**Problem details:**
What you give back should be exactly the opening lines of the data, ending with the line that contains "reports a zero" and including it.

*****

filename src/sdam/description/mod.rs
pub(crate) mod server;
pub(crate) mod topology;
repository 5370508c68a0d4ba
//! Application-observable events describing connection pool and topology activity.
//! Handlers are registered through the client options; every method has a no-op default,
//! so implementors subscribe only to what they care about.

pub mod cmap;
pub mod sdam;

use std::{fmt, sync::Arc};

use self::{cmap::CmapEventHandler, sdam::SdamEventHandler};

/// A reference to a CMAP event handler. Wraps the trait object so that option structs can
/// remain `Debug`.
#[derive(Clone)]
pub struct CmapEventHandlerRef(pub Arc<dyn CmapEventHandler>);

impl fmt::Debug for CmapEventHandlerRef {
    fn fmt(&self, fmt: &mut fmt::Formatter) -> fmt::Result {
        fmt.write_str("CmapEventHandler")
    }
}

impl<T: CmapEventHandler + 'static> From<T> for CmapEventHandlerRef {
    fn from(handler: T) -> Self {
        Self(Arc::new(handler))
    }
}

/// A reference to an SDAM event handler.
#[derive(Clone)]
pub struct SdamEventHandlerRef(pub Arc<dyn SdamEventHandler>);

impl fmt::Debug for SdamEventHandlerRef {
    fn fmt(&self, fmt: &mut fmt::Formatter) -> fmt::Result {
        fmt.write_str("SdamEventHandler")
    }
}

impl<T: SdamEventHandler + 'static> From<T> for SdamEventHandlerRef {
    fn from(handler: T) -> Self {
        Self(Arc::new(handler))
    }
}
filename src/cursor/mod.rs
//! Client-side cursors over server-side result sets.
//!
//! A [`Cursor`] wraps a 64-bit server-side cursor id and a locally buffered batch of
//! documents. The first call to [`Cursor::next`] runs the initiating query; subsequent
//! calls drain the buffer and issue getMore operations until the server reports a zero
//! cursor id. Construction is free of I/O, so a cursor can be built eagerly and driven
//! lazily.

use std::{collections::VecDeque, sync::Arc};

use futures_core::future::BoxFuture;
use typed_builder::TypedBuilder;

use crate::{
    bson::Document,
    error::{CommandError, Error, ErrorKind, Result},
    options::Namespace,
};

/// The operations a cursor needs from the server it was opened against.
///
/// `Server` is the production implementation; tests substitute scripted ones.
pub trait CursorClient: Send + Sync {
    /// Runs the initiating query and returns the first batch.
    fn execute_query<'a>(&'a self, spec: &'a QuerySpec) -> BoxFuture<'a, Result<QueryResponse>>;

    /// Retrieves the next batch of an open cursor.
    fn execute_get_more<'a>(
        &'a self,
        request: &'a GetMoreRequest,
    ) -> BoxFuture<'a, Result<QueryResponse>>;

    /// Closes a server-side cursor.
    fn execute_kill_cursors<'a>(
        &'a self,
        ns: &'a Namespace,
        cursor_id: i64,
    ) -> BoxFuture<'a, Result<()>>;
}

/// The parameters of a cursor-initiating query.
#[derive(Clone, Debug, TypedBuilder)]
#[builder(field_defaults(default))]
pub struct QuerySpec {
    #[builder(!default)]
    pub(crate) ns: Namespace,

    #[builder(!default)]
    pub(crate) filter: Document,

    pub(crate) projection: Option<Document>,

    pub(crate) sort: Option<Document>,

    pub(crate) skip: Option<i64>,

    /// Zero means no limit. A negative limit requests a single batch of that size and
    /// closes the server-side cursor (legacy framing only).
    pub(crate) limit: i64,

    pub(crate) batch_size: Option<i32>,

    pub(crate) tailable: bool,

    pub(crate) await_data: bool,

    pub(crate) no_cursor_timeout: bool,

    pub(crate) secondary_ok: bool,
}

impl QuerySpec {
    /// The `numberToReturn` of the initiating OP_QUERY.
    pub(crate) fn initial_number_to_return(&self) -> i32 {
        let batch_size = self.batch_size.unwrap_or(0);
        if self.limit < 0 {
            self.limit as i32
        } else if self.limit != 0 && self.limit < i64::from(batch_size) {
            self.limit as i32
        } else {
            batch_size
        }
    }

    /// The batch size for the next retrieval, clamped so that a positive limit is never
    /// overshot.
    pub(crate) fn effective_batch_size(&self, yielded: u64) -> Option<i32> {
        if self.limit > 0 {
            let remaining = (self.limit - yielded as i64).max(0);
            match self.batch_size {
                Some(batch_size) if i64::from(batch_size) <= remaining => Some(batch_size),
                _ => Some(remaining as i32),
            }
        } else {
            self.batch_size
        }
    }
}

/// A getMore against an open cursor.
#[derive(Clone, Debug)]
pub struct GetMoreRequest {
    pub(crate) ns: Namespace,
    pub(crate) cursor_id: i64,
    pub(crate) batch_size: Option<i32>,
}

/// One batch of a result set, as returned by a query or getMore in either framing.
#[derive(Clone, Debug)]
pub struct QueryResponse {
    /// Zero once the server-side cursor is exhausted.
    pub(crate) cursor_id: i64,
    pub(crate) documents: Vec<Document>,
}

#[derive(Clone, Copy, Debug, PartialEq)]
enum CursorStatus {
    /// The initiating query has not been sent.
    Uninitialized,

    /// The query succeeded; the server-side cursor may still be live.
    Open,

    /// The server-side cursor is gone (killed, errored, or reported id zero), but the
    /// caller has not observed the end of the stream yet.
    Dead,

    /// The caller has been handed the end of the stream or a terminal error. Any further
    /// `next` is a usage error.
    Notified,
}

/// A cursor over a server-side result set.
#[derive(Debug)]
pub struct Cursor<C: CursorClient> {
    client: Arc<C>,
    spec: QuerySpec,
    status: CursorStatus,
    cursor_id: i64,
    buffer: VecDeque<Document>,
    yielded: u64,
}

impl<C: CursorClient> Cursor<C> {
    pub fn new(client: Arc<C>, spec: QuerySpec) -> Self {
        Self {
            client,
            spec,
            status: CursorStatus::Uninitialized,
            cursor_id: 0,
            buffer: VecDeque::new(),
            yielded: 0,
        }
    }

    /// Resumes iteration of a cursor already opened on the server, e.g. the one returned
    /// in the first batch of an aggregate run elsewhere.
    pub fn from_existing(client: Arc<C>, spec: QuerySpec, cursor_id: i64) -> Self {
        Self {
            client,
            spec,
            status: CursorStatus::Open,
            cursor_id,
            buffer: VecDeque::new(),
            yielded: 0,
        }
    }

    /// The server-side cursor id. Zero before initialization and after exhaustion.
    pub fn id(&self) -> i64 {
        self.cursor_id
    }

    pub fn is_dead(&self) -> bool {
        matches!(self.status, CursorStatus::Dead | CursorStatus::Notified)
    }

    /// The number of documents buffered locally and retrievable without I/O.
    pub fn buffered_count(&self) -> usize {
        self.buffer.len()
    }

    /// Advances to the next document, running the initiating query or a getMore as
    /// needed. `Ok(None)` signals normal exhaustion exactly once; calling again after
    /// that is an error.
    ///
    /// On a tailable cursor a drained batch is reported as a transient error and the
    /// cursor stays live, so the caller can poll again.
    pub async fn next(&mut self) -> Result<Option<Document>> {
        if self.status == CursorStatus::Notified {
            return Err(Error::invalid_state("cursor is exhausted"));
        }

        loop {
            if self.limit_reached() {
                self.kill().await?;
                self.status = CursorStatus::Notified;
                return Ok(None);
            }

            if let Some(document) = self.buffer.pop_front() {
                self.yielded += 1;
                return Ok(Some(document));
            }

            match self.status {
                CursorStatus::Uninitialized => {
                    let response = self.client.execute_query(&self.spec).await?;
                    self.status = CursorStatus::Open;
                    self.absorb(response).await?;

                    if self.cursor_id == 0 && self.buffer.is_empty() && !self.spec.tailable {
                        // The query matched nothing.
                        self.status = CursorStatus::Notified;
                        return Ok(None);
                    }
                }
                CursorStatus::Open if self.cursor_id != 0 => {
                    let request = GetMoreRequest {
                        ns: self.spec.ns.clone(),
                        cursor_id: self.cursor_id,
                        batch_size: self.spec.effective_batch_size(self.yielded),
                    };
                    let response = self.client.execute_get_more(&request).await?;
                    self.absorb(response).await?;

                    if self.buffer.is_empty() {
                        if self.spec.tailable {
                            return Err(Error::invalid_state(
                                "no more documents in tailed cursor",
                            ));
                        }
                        if self.cursor_id == 0 {
                            self.status = CursorStatus::Notified;
                            return Ok(None);
                        }
                    }
                }
                CursorStatus::Open => {
                    // Id zero with a drained buffer.
                    if self.spec.tailable {
                        return Err(Error::invalid_state("no more documents in tailed cursor"));
                    }
                    self.status = CursorStatus::Notified;
                    return Ok(None);
                }
                CursorStatus::Dead => {
                    self.status = CursorStatus::Notified;
                    return Ok(None);
                }
                CursorStatus::Notified => {
                    return Err(Error::invalid_state("cursor is exhausted"));
                }
            }
        }
    }

    /// Drains up to `count` locally buffered documents without issuing any I/O, except
    /// for the kill sent when a positive limit is reached mid-buffer.
    pub async fn read_buffered(&mut self, count: usize) -> Result<Vec<Document>> {
        let mut count = count.min(self.buffer.len());
        if self.spec.limit > 0 {
            let remaining = (self.spec.limit as u64).saturating_sub(self.yielded) as usize;
            count = count.min(remaining);
        }

        let documents: Vec<Document> = self.buffer.drain(..count).collect();
        self.yielded += documents.len() as u64;

        if self.limit_reached() {
            self.kill().await?;
        }
        Ok(documents)
    }

    /// Closes the server-side cursor if one is live. Killing a dead or never-initialized
    /// cursor is a no-op.
    pub async fn kill(&mut self) -> Result<()> {
        if self.status != CursorStatus::Open {
            return Ok(());
        }
        self.status = CursorStatus::Dead;

        let cursor_id = std::mem::take(&mut self.cursor_id);
        if cursor_id != 0 {
            self.client
                .execute_kill_cursors(&self.spec.ns, cursor_id)
                .await?;
        }
        Ok(())
    }

    /// Restores the cursor to its uninitialized state, killing the server-side cursor
    /// first if one is live, so the same query can be re-issued from scratch.
    pub async fn rewind(&mut self) -> Result<()> {
        self.kill().await?;
        self.status = CursorStatus::Uninitialized;
        self.cursor_id = 0;
        self.buffer.clear();
        self.yielded = 0;
        Ok(())
    }

    fn limit_reached(&self) -> bool {
        self.spec.limit > 0 && self.yielded >= self.spec.limit as u64
    }

    /// Takes over a response's cursor id and batch. A `$err` document is an in-band
    /// query failure: the cursor is killed and the error surfaced as a command error.
    async fn absorb(&mut self, response: QueryResponse) -> Result<()> {
        self.cursor_id = response.cursor_id;

        if let Some(document) = response.documents.first() {
            if document.contains_key("$err") {
                let message = document
                    .get_str("$err")
                    .unwrap_or("unknown query failure")
                    .to_string();
                let code = document.get_i32("code").ok();

                let _ = self.kill().await;
                self.status = CursorStatus::Notified;
                return Err(ErrorKind::Command(CommandError::from_legacy_err(message, code)).into());
            }
        }

        self.buffer = response.documents.into();
        Ok(())
    }
}
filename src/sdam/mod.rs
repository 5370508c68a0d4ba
//! Server discovery and monitoring: tracking what kind of deployment is on the other end
//! of the seed addresses, keeping a live description of every server in it, and choosing
//! the right server for each operation.

pub(crate) mod description;
mod monitor;
mod server;
mod topology;

pub use self::{
    description::server::{ServerDescription, ServerType},
    description::topology::{TopologyDescription, TopologyType},
    server::Server,
    topology::Topology,
};
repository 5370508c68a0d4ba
use std::time::Duration;

use crate::{
    client::auth::Credential,
    compression::Compressor,
    error::Result,
    event::CmapEventHandlerRef,
    options::ClientOptions,
};

pub(crate) const DEFAULT_MAX_POOL_SIZE: u32 = 10;

/// The subset of client configuration a connection pool needs.
#[derive(Clone, Debug, Default)]
pub(crate) struct ConnectionPoolOptions {
    pub(crate) max_pool_size: Option<u32>,
    pub(crate) connect_timeout: Option<Duration>,
    pub(crate) socket_timeout: Option<Duration>,
    pub(crate) app_name: Option<String>,
    pub(crate) compressors: Vec<Compressor>,
    pub(crate) credential: Option<Credential>,
    pub(crate) cmap_event_handler: Option<CmapEventHandlerRef>,
}

impl ConnectionPoolOptions {
    pub(crate) fn from_client_options(options: &ClientOptions) -> Result<Self> {
        let compressors = match &options.compressors {
            Some(names) => {
                let compressors = Compressor::parse_list(names)?;
                for compressor in &compressors {
                    compressor.validate()?;
                }
                compressors
            }
            None => Vec::new(),
        };

        Ok(Self {
            max_pool_size: options.max_pool_size,
            connect_timeout: options.connect_timeout,
            socket_timeout: options.socket_timeout,
            app_name: options.app_name.clone(),
            compressors,
            credential: options.credential.clone(),
            cmap_event_handler: options.cmap_event_handler.clone(),
        })
    }

    pub(crate) fn max_pool_size(&self) -> u32 {
        self.max_pool_size.unwrap_or(DEFAULT_MAX_POOL_SIZE)
    }
}
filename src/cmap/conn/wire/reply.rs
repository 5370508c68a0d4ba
//! Decoding of the legacy OP_REPLY response framing, which servers use to answer OP_QUERY
//! and OP_GETMORE requests.

use std::io::Read;

use bitflags::bitflags;

use super::{
    header::Header,
    util::{read_document_bytes, CountReader, SyncLittleEndianRead},
};
use crate::{
    bson::Document,
    error::{Error, Result},
};

bitflags! {
    /// The response flags of an OP_REPLY message.
    #[derive(Clone, Copy, Debug, Eq, PartialEq)]
    pub(crate) struct ResponseFlags: u32 {
        const CURSOR_NOT_FOUND   = 0b_0000_0000_0000_0000_0000_0000_0000_0001;
        const QUERY_FAILURE      = 0b_0000_0000_0000_0000_0000_0000_0000_0010;
        const SHARD_CONFIG_STALE = 0b_0000_0000_0000_0000_0000_0000_0000_0100;
        const AWAIT_CAPABLE      = 0b_0000_0000_0000_0000_0000_0000_0000_1000;
    }
}

/// A decoded OP_REPLY message. Document bytes are retained raw; deserialization happens
/// when a caller asks for the documents and is idempotent.
#[derive(Clone, Debug)]
pub(crate) struct Reply {
    pub(crate) response_to: i32,
    pub(crate) response_flags: ResponseFlags,
    pub(crate) cursor_id: i64,
    pub(crate) starting_from: i32,
    pub(crate) number_returned: i32,
    pub(crate) document_bytes: Vec<Vec<u8>>,
}

impl Reply {
    /// Parses the body of an OP_REPLY message (everything after the header).
    pub(crate) fn read_body<R: Read>(
        mut reader: R,
        header: &Header,
        body_length: usize,
    ) -> Result<Self> {
        let mut count_reader = CountReader::new(&mut reader);

        let response_flags = ResponseFlags::from_bits_truncate(count_reader.read_u32_sync()?);
        let cursor_id = count_reader.read_i64_sync()?;
        let starting_from = count_reader.read_i32_sync()?;
        let number_returned = count_reader.read_i32_sync()?;

        if number_returned < 0 {
            return Err(Error::invalid_response(format!(
                "OP_REPLY reported a negative document count: {}",
                number_returned
            )));
        }

        let mut document_bytes = Vec::with_capacity(number_returned as usize);
        for _ in 0..number_returned {
            document_bytes.push(read_document_bytes(&mut count_reader)?);
        }

        if count_reader.bytes_read() != body_length {
            return Err(Error::invalid_response(format!(
                "header indicated a message of {} bytes but the reply body was {} bytes",
                header.length,
                count_reader.bytes_read(),
            )));
        }

        Ok(Self {
            response_to: header.response_to,
            response_flags,
            cursor_id,
            starting_from,
            number_returned,
            document_bytes,
        })
    }

    /// Deserializes the returned documents.
    pub(crate) fn documents(&self) -> Result<Vec<Document>> {
        self.document_bytes
            .iter()
            .map(|bytes| crate::bson::from_slice(bytes).map_err(Error::from))
            .collect()
    }
}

*****

**Answer section:**
filename src/sdam/description/mod.rs
pub(crate) mod server;
pub(crate) mod topology;
repository 5370508c68a0d4ba
//! Application-observable events describing connection pool and topology activity.
//! Handlers are registered through the client options; every method has a no-op default,
//! so implementors subscribe only to what they care about.

pub mod cmap;
pub mod sdam;

use std::{fmt, sync::Arc};

use self::{cmap::CmapEventHandler, sdam::SdamEventHandler};

/// A reference to a CMAP event handler. Wraps the trait object so that option structs can
/// remain `Debug`.
#[derive(Clone)]
pub struct CmapEventHandlerRef(pub Arc<dyn CmapEventHandler>);

impl fmt::Debug for CmapEventHandlerRef {
    fn fmt(&self, fmt: &mut fmt::Formatter) -> fmt::Result {
        fmt.write_str("CmapEventHandler")
    }
}

impl<T: CmapEventHandler + 'static> From<T> for CmapEventHandlerRef {
    fn from(handler: T) -> Self {
        Self(Arc::new(handler))
    }
}

/// A reference to an SDAM event handler.
#[derive(Clone)]
pub struct SdamEventHandlerRef(pub Arc<dyn SdamEventHandler>);

impl fmt::Debug for SdamEventHandlerRef {
    fn fmt(&self, fmt: &mut fmt::Formatter) -> fmt::Result {
        fmt.write_str("SdamEventHandler")
    }
}

impl<T: SdamEventHandler + 'static> From<T> for SdamEventHandlerRef {
    fn from(handler: T) -> Self {
        Self(Arc::new(handler))
    }
}
filename src/cursor/mod.rs
//! Client-side cursors over server-side result sets.
//!
//! A [`Cursor`] wraps a 64-bit server-side cursor id and a locally buffered batch of
//! documents. The first call to [`Cursor::next`] runs the initiating query; subsequent
//! calls drain the buffer and issue getMore operations until the server reports a zero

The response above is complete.